Each line below from the one containing "repository 1448c586e6a06b59" through the one containing "an absent key" should be output exactly as it stands, and no other line should appear.

··· Extracted information

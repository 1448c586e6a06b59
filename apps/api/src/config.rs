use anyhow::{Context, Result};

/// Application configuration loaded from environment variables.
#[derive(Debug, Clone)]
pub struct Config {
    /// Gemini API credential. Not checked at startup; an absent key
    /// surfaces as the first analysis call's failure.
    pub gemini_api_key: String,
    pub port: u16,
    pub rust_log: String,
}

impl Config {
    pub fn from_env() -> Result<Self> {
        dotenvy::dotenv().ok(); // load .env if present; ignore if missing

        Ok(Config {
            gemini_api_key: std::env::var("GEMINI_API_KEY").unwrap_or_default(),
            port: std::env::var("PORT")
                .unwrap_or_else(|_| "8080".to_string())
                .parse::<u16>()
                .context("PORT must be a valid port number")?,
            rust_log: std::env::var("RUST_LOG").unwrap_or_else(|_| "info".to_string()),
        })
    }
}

······
··· Extracted information

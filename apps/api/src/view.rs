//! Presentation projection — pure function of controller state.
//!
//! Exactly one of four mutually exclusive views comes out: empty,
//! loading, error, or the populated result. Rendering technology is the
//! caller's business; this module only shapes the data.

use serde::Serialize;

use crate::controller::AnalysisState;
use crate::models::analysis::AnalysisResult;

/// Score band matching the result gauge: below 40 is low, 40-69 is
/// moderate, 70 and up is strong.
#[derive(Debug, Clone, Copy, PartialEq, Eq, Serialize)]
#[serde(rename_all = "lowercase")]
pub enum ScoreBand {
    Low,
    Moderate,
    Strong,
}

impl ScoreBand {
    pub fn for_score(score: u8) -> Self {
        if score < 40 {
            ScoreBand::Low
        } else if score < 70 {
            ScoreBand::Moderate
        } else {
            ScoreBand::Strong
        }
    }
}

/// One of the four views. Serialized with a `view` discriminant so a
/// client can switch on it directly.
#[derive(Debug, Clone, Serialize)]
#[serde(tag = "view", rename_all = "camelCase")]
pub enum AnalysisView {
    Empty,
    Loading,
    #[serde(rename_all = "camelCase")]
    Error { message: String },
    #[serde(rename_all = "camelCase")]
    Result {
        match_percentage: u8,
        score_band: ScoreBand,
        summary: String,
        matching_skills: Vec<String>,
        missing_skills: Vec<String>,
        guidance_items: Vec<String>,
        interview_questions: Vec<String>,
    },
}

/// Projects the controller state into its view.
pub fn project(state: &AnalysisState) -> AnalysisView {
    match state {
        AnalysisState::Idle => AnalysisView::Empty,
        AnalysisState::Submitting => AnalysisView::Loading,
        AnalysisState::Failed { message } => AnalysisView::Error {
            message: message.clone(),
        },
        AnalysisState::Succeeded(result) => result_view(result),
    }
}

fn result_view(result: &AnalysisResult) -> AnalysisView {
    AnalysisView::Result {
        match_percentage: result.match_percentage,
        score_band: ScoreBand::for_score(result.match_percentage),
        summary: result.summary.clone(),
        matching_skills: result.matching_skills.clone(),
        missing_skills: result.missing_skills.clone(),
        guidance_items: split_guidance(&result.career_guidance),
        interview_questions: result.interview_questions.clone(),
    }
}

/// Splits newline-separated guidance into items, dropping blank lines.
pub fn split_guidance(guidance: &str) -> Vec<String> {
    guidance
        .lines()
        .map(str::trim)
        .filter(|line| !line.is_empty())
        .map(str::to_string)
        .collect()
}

······

# [Solution for this task]
repository 1448c586e6a06b59
filename apps/api/src/config.rs
use anyhow::{Context, Result};

/// Application configuration loaded from environment variables.
#[derive(Debug, Clone)]
pub struct Config {
    /// Gemini API credential. Not checked at startup; an absent key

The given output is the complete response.